Big Data & QA — A Concise Overview

5 min readJul 4, 2019

Assume you must test 100 TBs of unstructured, unindexed data that has no cache attached. Can you feel the panic arising from all the things that could go wrong with this project? Are bottlenecks and slow processing the first things that come to mind? Add uncleaned data, unknown errors, transmission faults and ensuring that operations are applied to the whole volume, and you are still not even close to what Big Data testing means.

What is Big Data

First let’s get our definition straight on what constitutes big data. A common approach is to define big data (or the lack thereof) in terms of the 3V’s of data: Volume, Velocity, and Variety. High volume is the biggest clue but not the only one. Velocity — speed of creation — is critical, as is a wide variety of data types thanks to unstructured data.

Unlike structured data, unstructured data does not have a defined data model. Unstructured data includes social media like Twitter and Facebook, email and chat applications, video and audio files, digital photos, voicemail, call center records, and photos. In these are just human-generated files. Once you get into machine-generated files then you’re talking about massive and fat-growing volumes of data.

Key Components of Big Data Application Testing

As Big Data is described through the above-mentioned three Vs, you need to know how to process all this data through its various formats at high speed. This processing can be split into three basic components. To be successful, QA engineers will have to be aware of these components.
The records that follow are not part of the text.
// SPDX-License-Identifier: MIT OR Apache-2.0

use tracing::debug;
use userprotect_store::{SqliteStore, SqliteStoreBuilder};

use crate::config::Config;
use crate::directory::UserDirectory;
use crate::error::OverrideError;
use crate::manager::Manager;
use crate::registry::TypeRegistry;

/// Builds a `Manager` persisting overrides in SQLite.
#[derive(Clone, Debug, Default)]
pub struct ManagerBuilder {
    config: Config,
}

impl ManagerBuilder {
    pub fn new() -> Self {
        Self::default()
    }

    /// Replaces the whole configuration.
    pub fn config(mut self, config: Config) -> Self {
        self.config = config;
        self
    }

    pub fn database_url(mut self, url: &str) -> Self {
        self.config.database_url = url.to_string();
        self
    }

    pub fn max_connections(mut self, max_connections: u32) -> Self {
        self.config.max_connections = max_connections;
        self
    }

    pub fn run_migrations(mut self, run_migrations: bool) -> Self {
        self.config.run_migrations = run_migrations;
        self
    }

    /// Sets the protectable rights, all of them enabled.
    pub fn restriction_types(mut self, names: &[&str]) -> Self {
        self.config.restriction_types = names.iter().map(|name| (name.to_string(), true)).collect();
        self
    }

    pub async fn build<'a, D>(
        self,
        directory: D,
    ) -> Result<Manager<SqliteStore<'a>, D>, OverrideError>
    where
        D: UserDirectory,
    {
        let store = SqliteStoreBuilder::new()
            .database_url(&self.config.database_url)
            .max_connections(self.config.max_connections)
            .run_default_migrations(self.config.run_migrations)
            .build()
            .await
            .map_err(OverrideError::storage)?;

        let registry = TypeRegistry::new(&self.config);
        debug!(
            database = %self.config.database_url,
            existing = ?registry.applicable_types(true),
            pending = ?registry.applicable_types(false),
            "built override manager"
        );

        Ok(Manager::new(store, directory, registry))
    }
}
1. Data Validation: Understandably, this is one of the most important components of data collection. To ensure the data is not corrupted or is accurate, it is important that it is validated. For this purpose, the sources will be checked. The information procured is validated against actual business requirements. The initial data will be fed into Hadoop Distributed File System (HDFS), and this will also be validated. The file partition will be checked thoroughly, followed by copying them into different data units. Tools like Datameer, Talent and Informatica are used for step-by-step validation.

Data validation is also known as pre-Hadoop testing, and makes it certain that the collected data is from the right resources. Once that step is completed, it is then pushed into the Hadoop testing system for tallying with the source data.
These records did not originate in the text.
// SPDX-License-Identifier: MIT OR Apache-2.0

//! Rights which can be overridden for a subject, depending on whether it exists.
use std::collections::BTreeSet;
use std::sync::OnceLock;

use userprotect_core::{RightName, RightType};

use crate::config::Config;

/// Rights which only make sense for titles which do not exist yet.
pub const CREATE_RIGHTS: [&str; 2] = ["createpage", "createtalk"];

/// Right to manage overrides itself, it is treated like the create rights.
pub const OVERRIDE_RIGHT: &str = "userprotect";

#[derive(Debug)]
struct ApplicableTypes {
    edit: BTreeSet<RightName>,
    create: BTreeSet<RightName>,
}

/// Splits the protectable rights into two disjoint sets: "edit-like" rights relevant to existing
/// pages and "create-like" rights relevant to titles which do not exist yet.
///
/// Both sets are derived once on first access and kept for the lifetime of the registry.
#[derive(Debug)]
pub struct TypeRegistry {
    protectable: BTreeSet<RightName>,
    sets: OnceLock<ApplicableTypes>,
}

impl TypeRegistry {
    pub fn new(config: &Config) -> Self {
        Self::from_rights(config.protectable_rights())
    }

    pub fn from_rights(protectable: impl IntoIterator<Item = RightName>) -> Self {
        Self {
            protectable: protectable.into_iter().collect(),
            sets: OnceLock::new(),
        }
    }

    fn sets(&self) -> &ApplicableTypes {
        self.sets.get_or_init(|| {
            let (create, edit): (BTreeSet<RightName>, BTreeSet<RightName>) = self
                .protectable
                .iter()
                .cloned()
                .partition(|right| is_create_right(right));
            ApplicableTypes { edit, create }
        })
    }

    /// Returns the rights which can be overridden on an existing page (`exists = true`) or a
    /// pending title (`exists = false`).
    pub fn applicable_types(&self, exists: bool) -> &BTreeSet<RightName> {
        let sets = self.sets();
        if exists { &sets.edit } else { &sets.create }
    }

    /// Right types to look up in storage: all applicable rights and the wildcard.
    pub fn query_types(&self, exists: bool) -> BTreeSet<RightType> {
        self.applicable_types(exists)
            .iter()
            .cloned()
            .map(RightType::Named)
            .chain(std::iter::once(RightType::All))
            .collect()
    }

    /// Returns `true` if overrides of this right type can be stored for the given existence
    /// state. The wildcard is always accepted.
    pub fn is_applicable(&self, exists: bool, right_type: &RightType) -> bool {
        match right_type {
            RightType::All => true,
            RightType::Named(name) => self.applicable_types(exists).contains(name),
        }
    }
}

fn is_create_right(right: &RightName) -> bool {
    CREATE_RIGHTS.contains(&right.as_str()) || right.as_str() == OVERRIDE_RIGHT
}

#[cfg(test)]
mod tests {
    use std::collections::BTreeSet;

    use userprotect_core::{RightName, RightType};

    use crate::config::Config;

    use super::TypeRegistry;

    fn names(values: &[&str]) -> BTreeSet<RightName> {
        values.iter().map(|value| value.parse().unwrap()).collect()
    }

    #[test]
    fn partition_default_rights() {
        let registry = TypeRegistry::new(&Config::default());
        assert_eq!(
            registry.applicable_types(true),
            &names(&["edit", "move", "upload"])
        );
        assert_eq!(
            registry.applicable_types(false),
            &names(&["createpage", "createtalk", "userprotect"])
        );
        assert!(
            registry
                .applicable_types(true)
                .is_disjoint(registry.applicable_types(false))
        );
    }

    #[test]
    fn empty_configuration() {
        let registry = TypeRegistry::from_rights(BTreeSet::new());
        assert!(registry.applicable_types(true).is_empty());
        assert!(registry.applicable_types(false).is_empty());
        assert_eq!(
            registry.query_types(true),
            BTreeSet::from([RightType::All])
        );
    }

    #[test]
    fn memoized() {
        let registry = TypeRegistry::new(&Config::with_restriction_types(&["edit"]));
        let first: *const _ = registry.applicable_types(true);
        let second: *const _ = registry.applicable_types(true);
        assert_eq!(first, second);
    }

    #[test]
    fn applicable_right_types() {
        let registry = TypeRegistry::new(&Config::with_restriction_types(&["edit", "createpage"]));
        let edit: RightType = "edit".parse().unwrap();
        let createpage: RightType = "createpage".parse().unwrap();

        assert!(registry.is_applicable(true, &edit));
        assert!(!registry.is_applicable(false, &edit));
        assert!(registry.is_applicable(false, &createpage));
        assert!(!registry.is_applicable(true, &createpage));
        assert!(registry.is_applicable(true, &RightType::All));
        assert!(registry.is_applicable(false, &RightType::All));
    }
}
2. Process Validation: Once the data and the source are matched, they will be pushed to the right location. This would be the Business Logic validation or Process Validation, where the QA engineer will verify the business logic, node by node, and then verify it against different nodes. Business Logic Validation is the validation of Map Reduce, the heart of Hadoop.

The QA engineer will validate the Map-Reduce process and check if the key-value pair is generated correctly. Through “reduce” operation, the aggregation and consolidation of data is checked out.

3. Output Validation: Output validation is the next important component. Here the generated data is loaded into the downstream system. This could be a data repository and the data goes through analysis and further processing. This is then further checked to make sure the data is not distorted, by comparing HDFS file system with target data.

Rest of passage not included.